Exercise directions. Copy exactly the lines of the data below that run from the line holding "filename crypto/src/lib.rs" through the line holding "There is no", both ends included.

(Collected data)
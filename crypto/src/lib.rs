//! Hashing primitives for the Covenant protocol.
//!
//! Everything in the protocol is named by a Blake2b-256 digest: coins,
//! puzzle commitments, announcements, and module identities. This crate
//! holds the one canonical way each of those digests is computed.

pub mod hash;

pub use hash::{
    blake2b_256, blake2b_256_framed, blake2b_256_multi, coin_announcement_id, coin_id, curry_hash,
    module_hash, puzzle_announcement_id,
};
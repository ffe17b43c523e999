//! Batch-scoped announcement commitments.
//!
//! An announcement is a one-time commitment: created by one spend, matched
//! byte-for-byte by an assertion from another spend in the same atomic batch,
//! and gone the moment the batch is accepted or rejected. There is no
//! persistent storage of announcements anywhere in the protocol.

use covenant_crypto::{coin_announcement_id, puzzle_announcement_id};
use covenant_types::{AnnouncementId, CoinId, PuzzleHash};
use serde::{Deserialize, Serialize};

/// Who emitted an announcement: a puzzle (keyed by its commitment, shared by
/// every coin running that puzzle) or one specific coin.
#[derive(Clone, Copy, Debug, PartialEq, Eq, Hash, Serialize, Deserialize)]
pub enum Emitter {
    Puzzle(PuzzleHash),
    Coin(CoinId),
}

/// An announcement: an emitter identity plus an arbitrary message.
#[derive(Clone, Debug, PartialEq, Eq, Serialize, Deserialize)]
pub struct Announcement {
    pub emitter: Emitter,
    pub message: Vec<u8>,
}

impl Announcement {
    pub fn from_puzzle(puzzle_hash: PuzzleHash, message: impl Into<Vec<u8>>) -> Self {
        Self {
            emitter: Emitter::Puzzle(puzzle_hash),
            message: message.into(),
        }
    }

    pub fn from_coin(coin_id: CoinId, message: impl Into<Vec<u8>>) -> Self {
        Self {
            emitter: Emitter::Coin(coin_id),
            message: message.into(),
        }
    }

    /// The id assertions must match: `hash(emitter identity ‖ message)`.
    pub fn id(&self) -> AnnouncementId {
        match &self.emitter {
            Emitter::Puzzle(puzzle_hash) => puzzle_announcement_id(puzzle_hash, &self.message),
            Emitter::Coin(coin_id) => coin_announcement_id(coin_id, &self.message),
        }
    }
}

* * *

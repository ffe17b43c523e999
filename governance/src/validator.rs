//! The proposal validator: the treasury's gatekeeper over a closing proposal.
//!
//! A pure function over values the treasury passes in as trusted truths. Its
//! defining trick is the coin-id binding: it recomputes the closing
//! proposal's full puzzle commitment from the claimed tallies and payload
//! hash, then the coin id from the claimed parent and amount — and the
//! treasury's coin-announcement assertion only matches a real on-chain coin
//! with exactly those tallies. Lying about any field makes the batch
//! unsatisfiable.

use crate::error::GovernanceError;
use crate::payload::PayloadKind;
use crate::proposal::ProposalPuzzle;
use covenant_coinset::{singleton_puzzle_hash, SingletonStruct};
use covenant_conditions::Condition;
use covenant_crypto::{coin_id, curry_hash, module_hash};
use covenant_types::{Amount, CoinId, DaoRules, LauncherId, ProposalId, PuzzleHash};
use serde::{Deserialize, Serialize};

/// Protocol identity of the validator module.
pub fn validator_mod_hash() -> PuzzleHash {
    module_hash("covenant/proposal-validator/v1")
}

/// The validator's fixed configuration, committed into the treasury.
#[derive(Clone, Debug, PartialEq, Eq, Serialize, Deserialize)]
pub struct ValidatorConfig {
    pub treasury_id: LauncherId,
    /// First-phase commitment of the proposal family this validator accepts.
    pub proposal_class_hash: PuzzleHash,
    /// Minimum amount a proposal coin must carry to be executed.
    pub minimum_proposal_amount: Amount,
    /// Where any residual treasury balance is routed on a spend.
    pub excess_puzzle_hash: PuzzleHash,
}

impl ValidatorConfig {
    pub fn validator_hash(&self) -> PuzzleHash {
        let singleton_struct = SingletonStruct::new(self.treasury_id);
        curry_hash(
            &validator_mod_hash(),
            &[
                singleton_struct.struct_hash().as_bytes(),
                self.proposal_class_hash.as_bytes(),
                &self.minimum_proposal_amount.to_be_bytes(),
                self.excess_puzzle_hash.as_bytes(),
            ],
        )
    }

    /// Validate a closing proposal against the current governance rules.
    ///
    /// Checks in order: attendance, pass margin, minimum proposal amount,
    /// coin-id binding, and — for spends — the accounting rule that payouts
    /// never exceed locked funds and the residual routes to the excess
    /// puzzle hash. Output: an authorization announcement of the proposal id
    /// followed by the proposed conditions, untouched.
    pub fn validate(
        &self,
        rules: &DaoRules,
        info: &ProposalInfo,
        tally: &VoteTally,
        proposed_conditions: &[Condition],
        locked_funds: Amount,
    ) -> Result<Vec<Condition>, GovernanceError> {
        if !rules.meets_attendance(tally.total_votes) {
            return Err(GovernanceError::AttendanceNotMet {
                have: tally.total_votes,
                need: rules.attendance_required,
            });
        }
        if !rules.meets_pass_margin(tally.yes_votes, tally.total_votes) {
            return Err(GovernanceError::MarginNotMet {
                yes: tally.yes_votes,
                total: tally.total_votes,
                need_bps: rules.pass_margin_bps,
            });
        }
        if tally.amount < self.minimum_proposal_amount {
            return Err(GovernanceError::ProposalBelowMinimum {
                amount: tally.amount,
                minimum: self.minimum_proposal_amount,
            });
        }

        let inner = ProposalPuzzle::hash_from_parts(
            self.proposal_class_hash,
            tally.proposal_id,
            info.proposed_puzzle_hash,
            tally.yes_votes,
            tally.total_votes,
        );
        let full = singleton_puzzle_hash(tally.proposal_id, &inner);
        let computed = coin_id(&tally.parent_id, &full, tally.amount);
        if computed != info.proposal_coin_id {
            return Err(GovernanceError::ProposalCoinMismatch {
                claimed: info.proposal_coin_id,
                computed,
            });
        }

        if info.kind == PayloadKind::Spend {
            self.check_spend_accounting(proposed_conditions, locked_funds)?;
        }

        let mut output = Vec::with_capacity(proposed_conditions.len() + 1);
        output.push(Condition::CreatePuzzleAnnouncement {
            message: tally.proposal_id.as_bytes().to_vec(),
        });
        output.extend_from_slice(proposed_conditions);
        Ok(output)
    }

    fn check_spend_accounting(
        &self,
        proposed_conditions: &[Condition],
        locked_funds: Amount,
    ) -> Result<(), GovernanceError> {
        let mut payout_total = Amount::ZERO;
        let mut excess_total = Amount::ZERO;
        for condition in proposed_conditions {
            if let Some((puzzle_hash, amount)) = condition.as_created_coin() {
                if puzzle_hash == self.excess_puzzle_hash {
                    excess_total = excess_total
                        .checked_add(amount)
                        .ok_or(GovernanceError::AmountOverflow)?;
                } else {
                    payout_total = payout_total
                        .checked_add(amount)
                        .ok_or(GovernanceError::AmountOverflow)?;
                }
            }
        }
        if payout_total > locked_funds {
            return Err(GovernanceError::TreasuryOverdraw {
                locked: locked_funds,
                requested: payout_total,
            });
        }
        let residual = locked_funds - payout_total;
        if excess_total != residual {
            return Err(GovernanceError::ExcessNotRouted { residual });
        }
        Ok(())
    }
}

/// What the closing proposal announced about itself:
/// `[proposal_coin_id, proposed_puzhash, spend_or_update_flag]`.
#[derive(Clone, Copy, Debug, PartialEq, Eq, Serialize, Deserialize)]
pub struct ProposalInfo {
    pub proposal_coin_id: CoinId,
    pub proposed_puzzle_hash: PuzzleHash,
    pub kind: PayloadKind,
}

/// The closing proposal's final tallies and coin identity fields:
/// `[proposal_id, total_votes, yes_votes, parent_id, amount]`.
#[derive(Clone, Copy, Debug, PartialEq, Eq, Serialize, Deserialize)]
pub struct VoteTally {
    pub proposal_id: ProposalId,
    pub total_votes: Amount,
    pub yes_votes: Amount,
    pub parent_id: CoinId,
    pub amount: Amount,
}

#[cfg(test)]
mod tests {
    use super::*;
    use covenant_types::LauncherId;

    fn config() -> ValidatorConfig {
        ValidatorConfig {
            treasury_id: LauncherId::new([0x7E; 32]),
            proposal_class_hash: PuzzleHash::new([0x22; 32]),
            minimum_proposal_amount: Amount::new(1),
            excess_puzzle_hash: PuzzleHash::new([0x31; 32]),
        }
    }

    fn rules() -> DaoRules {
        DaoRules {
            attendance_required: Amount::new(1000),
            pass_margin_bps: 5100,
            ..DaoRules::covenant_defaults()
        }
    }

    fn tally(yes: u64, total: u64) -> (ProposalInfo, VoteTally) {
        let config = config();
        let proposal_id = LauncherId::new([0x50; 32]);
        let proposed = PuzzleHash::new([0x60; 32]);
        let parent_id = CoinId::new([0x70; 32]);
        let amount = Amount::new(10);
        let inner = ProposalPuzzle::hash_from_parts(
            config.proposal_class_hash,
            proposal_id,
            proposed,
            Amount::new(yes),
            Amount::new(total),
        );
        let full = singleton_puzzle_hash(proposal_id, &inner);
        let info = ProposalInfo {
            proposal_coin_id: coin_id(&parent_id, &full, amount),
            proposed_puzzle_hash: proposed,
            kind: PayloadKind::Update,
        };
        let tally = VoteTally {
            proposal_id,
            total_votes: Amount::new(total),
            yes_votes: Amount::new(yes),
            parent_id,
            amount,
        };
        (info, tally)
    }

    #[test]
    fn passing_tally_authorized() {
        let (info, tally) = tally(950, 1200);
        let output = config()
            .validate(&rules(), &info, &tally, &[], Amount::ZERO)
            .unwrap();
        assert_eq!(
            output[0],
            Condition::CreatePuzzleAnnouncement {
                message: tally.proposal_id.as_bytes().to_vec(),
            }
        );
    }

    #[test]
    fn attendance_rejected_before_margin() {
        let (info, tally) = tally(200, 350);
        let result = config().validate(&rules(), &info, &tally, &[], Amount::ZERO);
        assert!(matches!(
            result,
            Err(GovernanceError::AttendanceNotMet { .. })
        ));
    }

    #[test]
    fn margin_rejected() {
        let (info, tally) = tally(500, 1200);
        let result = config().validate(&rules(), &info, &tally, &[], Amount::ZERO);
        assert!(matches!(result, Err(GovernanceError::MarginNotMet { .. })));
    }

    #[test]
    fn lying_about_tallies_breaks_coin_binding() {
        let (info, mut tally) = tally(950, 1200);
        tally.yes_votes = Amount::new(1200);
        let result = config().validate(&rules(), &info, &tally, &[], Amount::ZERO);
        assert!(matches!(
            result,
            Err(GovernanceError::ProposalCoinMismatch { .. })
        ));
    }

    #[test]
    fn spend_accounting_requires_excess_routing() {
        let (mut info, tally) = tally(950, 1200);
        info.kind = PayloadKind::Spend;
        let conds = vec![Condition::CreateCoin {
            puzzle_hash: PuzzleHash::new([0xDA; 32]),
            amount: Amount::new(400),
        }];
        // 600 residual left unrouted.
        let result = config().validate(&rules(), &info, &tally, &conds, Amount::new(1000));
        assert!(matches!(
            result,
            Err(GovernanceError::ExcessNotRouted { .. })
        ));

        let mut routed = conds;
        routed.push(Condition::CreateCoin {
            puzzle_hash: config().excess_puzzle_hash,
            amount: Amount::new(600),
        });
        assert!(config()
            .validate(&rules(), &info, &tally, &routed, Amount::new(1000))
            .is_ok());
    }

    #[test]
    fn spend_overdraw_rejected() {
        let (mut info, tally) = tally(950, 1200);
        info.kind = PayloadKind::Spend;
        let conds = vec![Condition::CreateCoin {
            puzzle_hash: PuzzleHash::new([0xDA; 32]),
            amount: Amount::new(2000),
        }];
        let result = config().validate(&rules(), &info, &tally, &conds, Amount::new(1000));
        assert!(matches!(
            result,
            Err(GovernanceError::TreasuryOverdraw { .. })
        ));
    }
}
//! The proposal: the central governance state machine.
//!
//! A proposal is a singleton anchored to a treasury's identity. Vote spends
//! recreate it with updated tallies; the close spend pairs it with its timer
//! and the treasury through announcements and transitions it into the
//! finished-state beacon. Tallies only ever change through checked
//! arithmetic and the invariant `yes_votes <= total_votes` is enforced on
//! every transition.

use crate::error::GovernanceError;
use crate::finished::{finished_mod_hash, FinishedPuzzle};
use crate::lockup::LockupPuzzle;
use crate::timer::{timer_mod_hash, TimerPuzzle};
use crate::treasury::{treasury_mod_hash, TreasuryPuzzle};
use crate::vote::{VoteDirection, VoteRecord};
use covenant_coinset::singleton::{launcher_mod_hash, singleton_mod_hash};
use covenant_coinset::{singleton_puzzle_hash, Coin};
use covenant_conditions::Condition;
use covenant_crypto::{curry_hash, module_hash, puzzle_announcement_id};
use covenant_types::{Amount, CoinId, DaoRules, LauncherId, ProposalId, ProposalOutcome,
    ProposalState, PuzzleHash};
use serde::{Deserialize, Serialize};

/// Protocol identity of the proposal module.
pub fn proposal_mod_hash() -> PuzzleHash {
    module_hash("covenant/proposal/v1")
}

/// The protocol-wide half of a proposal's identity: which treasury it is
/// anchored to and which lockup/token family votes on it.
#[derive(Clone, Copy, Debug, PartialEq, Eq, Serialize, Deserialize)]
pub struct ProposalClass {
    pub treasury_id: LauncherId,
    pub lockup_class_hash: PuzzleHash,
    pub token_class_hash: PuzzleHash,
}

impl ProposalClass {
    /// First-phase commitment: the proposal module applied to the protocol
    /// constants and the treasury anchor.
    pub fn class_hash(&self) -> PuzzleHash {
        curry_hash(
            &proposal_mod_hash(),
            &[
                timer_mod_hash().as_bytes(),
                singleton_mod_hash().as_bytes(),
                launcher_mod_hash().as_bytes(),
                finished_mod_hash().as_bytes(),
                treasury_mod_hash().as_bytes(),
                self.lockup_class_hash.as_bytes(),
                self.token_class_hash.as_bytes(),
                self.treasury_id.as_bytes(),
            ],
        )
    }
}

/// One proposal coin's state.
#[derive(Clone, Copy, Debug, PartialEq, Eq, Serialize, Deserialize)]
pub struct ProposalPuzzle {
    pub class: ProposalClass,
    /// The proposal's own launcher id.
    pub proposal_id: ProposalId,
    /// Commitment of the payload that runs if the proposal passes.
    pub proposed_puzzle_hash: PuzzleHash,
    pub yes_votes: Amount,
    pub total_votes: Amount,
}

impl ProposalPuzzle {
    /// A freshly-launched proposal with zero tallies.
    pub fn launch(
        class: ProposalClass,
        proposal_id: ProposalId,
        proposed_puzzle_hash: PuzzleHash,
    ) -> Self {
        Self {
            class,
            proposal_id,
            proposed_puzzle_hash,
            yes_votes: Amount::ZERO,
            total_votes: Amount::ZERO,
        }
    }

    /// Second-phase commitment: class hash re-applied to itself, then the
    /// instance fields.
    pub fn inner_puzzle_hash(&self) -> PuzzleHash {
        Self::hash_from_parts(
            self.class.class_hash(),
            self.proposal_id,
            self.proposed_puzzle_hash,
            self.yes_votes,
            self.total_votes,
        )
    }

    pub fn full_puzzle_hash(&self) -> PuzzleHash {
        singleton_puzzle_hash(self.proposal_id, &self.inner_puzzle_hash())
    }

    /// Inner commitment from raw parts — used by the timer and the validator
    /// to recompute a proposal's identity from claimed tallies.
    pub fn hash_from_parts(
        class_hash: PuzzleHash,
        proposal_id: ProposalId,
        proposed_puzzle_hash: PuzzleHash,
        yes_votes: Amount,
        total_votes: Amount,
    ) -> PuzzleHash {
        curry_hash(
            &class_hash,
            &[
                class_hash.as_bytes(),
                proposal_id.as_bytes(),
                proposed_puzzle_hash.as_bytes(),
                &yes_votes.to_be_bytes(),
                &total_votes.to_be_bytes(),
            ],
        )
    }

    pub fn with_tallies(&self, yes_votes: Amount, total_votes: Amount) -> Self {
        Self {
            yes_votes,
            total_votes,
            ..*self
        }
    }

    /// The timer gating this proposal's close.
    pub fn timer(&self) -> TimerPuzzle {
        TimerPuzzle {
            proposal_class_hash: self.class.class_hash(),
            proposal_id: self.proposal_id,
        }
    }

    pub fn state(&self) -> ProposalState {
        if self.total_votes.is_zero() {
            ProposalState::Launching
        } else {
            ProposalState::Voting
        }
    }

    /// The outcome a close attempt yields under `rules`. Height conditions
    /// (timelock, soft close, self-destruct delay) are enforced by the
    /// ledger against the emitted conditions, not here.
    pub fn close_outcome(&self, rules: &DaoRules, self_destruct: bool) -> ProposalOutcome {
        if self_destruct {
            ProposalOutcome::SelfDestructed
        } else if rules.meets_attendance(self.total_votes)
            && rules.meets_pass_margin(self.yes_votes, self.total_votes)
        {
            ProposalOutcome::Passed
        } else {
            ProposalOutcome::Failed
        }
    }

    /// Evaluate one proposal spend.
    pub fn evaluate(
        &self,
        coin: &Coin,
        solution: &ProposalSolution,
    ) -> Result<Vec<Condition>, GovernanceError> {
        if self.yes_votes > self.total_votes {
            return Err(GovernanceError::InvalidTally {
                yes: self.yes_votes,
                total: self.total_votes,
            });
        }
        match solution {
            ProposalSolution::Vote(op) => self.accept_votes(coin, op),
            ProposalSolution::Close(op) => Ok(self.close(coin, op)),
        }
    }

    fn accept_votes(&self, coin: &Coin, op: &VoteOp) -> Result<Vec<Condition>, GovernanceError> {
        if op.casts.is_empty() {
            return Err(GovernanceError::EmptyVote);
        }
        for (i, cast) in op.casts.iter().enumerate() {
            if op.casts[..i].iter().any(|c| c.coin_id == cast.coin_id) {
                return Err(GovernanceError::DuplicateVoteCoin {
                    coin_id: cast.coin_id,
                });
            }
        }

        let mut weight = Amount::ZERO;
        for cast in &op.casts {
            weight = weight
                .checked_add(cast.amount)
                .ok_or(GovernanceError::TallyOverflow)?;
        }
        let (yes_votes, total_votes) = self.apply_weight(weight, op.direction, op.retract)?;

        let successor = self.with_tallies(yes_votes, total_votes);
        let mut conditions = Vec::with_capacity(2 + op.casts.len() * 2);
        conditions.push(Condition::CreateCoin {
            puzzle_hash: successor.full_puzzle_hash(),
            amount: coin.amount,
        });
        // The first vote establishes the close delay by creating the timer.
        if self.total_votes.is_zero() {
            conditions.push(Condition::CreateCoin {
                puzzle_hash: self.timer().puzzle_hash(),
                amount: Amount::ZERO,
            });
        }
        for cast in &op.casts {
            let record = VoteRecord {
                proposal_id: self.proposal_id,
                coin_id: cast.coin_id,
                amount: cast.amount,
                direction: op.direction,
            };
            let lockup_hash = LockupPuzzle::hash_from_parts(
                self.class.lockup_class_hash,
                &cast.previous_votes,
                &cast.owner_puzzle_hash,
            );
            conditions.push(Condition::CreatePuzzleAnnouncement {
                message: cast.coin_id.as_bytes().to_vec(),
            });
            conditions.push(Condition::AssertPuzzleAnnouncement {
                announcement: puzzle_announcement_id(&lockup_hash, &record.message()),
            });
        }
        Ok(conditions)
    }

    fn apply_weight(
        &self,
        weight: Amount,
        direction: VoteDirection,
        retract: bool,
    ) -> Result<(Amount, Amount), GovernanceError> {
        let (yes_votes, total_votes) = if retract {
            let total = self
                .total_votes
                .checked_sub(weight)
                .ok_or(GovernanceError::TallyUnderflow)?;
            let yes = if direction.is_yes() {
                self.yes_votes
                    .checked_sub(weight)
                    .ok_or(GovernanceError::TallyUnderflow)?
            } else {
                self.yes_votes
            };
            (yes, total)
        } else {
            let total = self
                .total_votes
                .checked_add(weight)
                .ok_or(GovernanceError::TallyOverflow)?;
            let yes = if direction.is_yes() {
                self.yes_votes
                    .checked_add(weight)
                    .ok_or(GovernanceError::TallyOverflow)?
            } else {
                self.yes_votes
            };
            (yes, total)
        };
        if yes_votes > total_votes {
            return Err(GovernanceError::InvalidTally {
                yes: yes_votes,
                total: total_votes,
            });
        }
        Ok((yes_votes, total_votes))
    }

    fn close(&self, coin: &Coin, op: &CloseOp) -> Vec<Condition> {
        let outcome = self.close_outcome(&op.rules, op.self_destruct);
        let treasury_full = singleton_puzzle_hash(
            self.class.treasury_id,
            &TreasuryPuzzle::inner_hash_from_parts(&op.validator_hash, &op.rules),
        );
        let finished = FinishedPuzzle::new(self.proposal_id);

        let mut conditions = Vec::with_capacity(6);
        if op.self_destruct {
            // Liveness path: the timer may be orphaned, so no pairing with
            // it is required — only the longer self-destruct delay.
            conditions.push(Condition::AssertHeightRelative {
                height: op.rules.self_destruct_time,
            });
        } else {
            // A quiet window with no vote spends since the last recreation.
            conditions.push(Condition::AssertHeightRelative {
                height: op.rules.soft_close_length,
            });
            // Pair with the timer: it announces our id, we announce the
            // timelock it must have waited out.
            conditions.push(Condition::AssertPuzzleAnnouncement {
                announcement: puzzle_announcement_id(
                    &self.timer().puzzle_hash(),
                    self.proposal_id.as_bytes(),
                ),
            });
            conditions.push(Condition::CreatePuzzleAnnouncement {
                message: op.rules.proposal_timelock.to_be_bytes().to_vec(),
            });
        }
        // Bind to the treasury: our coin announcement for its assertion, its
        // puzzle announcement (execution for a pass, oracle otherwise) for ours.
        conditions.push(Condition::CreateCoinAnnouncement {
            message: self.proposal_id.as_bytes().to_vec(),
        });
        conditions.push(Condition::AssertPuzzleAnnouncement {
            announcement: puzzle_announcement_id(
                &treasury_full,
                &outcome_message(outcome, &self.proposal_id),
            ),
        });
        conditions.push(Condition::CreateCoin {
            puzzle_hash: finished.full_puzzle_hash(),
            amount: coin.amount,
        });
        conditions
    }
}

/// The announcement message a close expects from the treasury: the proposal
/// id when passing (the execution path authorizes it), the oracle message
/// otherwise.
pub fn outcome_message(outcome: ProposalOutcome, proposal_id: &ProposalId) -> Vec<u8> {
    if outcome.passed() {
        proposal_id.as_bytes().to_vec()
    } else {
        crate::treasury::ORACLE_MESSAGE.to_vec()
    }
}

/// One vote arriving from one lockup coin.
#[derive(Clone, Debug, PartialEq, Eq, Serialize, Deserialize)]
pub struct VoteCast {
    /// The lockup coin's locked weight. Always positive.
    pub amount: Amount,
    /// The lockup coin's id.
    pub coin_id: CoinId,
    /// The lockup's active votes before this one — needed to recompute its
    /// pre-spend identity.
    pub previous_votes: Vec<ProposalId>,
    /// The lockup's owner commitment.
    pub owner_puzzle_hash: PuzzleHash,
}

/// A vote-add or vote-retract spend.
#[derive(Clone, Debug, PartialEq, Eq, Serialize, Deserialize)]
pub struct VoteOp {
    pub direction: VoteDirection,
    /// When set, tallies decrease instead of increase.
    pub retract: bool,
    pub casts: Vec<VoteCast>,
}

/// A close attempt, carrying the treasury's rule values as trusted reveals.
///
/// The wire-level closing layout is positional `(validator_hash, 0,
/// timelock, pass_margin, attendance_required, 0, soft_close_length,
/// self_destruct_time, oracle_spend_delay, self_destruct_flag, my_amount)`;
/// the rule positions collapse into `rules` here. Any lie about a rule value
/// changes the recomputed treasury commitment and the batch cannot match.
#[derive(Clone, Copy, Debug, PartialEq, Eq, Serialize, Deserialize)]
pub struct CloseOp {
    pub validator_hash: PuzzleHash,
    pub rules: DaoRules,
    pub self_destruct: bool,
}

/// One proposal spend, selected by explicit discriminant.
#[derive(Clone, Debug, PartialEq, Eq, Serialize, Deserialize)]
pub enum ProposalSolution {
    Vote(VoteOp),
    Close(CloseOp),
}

Response below.
filename crypto/src/lib.rs
//! Hashing primitives for the Covenant protocol.
//!
//! Everything in the protocol is named by a Blake2b-256 digest: coins,
//! puzzle commitments, announcements, and module identities. This crate
//! holds the one canonical way each of those digests is computed.

pub mod hash;

pub use hash::{
    blake2b_256, blake2b_256_framed, blake2b_256_multi, coin_announcement_id, coin_id, curry_hash,
    module_hash, puzzle_announcement_id,
};
repository ffe17b43c523e999
//! Batch-scoped announcement commitments.
//!
//! An announcement is a one-time commitment: created by one spend, matched
//! byte-for-byte by an assertion from another spend in the same atomic batch,
//! and gone the moment the batch is accepted or rejected. There is no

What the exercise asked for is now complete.